[Saved data entries]
§ §
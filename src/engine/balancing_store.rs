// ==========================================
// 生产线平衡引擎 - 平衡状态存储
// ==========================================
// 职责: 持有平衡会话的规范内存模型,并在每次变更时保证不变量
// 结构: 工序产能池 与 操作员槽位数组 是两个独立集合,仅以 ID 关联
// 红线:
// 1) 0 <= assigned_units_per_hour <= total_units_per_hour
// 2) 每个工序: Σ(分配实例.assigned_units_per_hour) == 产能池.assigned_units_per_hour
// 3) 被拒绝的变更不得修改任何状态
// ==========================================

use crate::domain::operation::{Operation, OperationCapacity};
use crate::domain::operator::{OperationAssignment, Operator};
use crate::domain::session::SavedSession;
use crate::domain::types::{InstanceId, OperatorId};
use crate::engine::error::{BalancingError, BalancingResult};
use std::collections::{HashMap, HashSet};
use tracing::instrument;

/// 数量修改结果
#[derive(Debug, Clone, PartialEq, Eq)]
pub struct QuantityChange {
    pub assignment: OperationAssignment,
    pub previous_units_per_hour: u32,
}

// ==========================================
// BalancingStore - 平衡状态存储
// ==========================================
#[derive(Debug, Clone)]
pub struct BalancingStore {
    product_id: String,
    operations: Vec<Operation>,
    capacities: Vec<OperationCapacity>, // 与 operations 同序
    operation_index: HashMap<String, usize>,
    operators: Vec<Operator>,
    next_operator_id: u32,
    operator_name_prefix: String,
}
§ §
→ **PROBLEM REQUIREMENTS**: Would you copy every line of the entries in which "Debug" appears?

→ **ANSWER TO THIS EXERCISE**:
#[derive(Debug, Clone, PartialEq, Eq)]
#[derive(Debug, Clone)]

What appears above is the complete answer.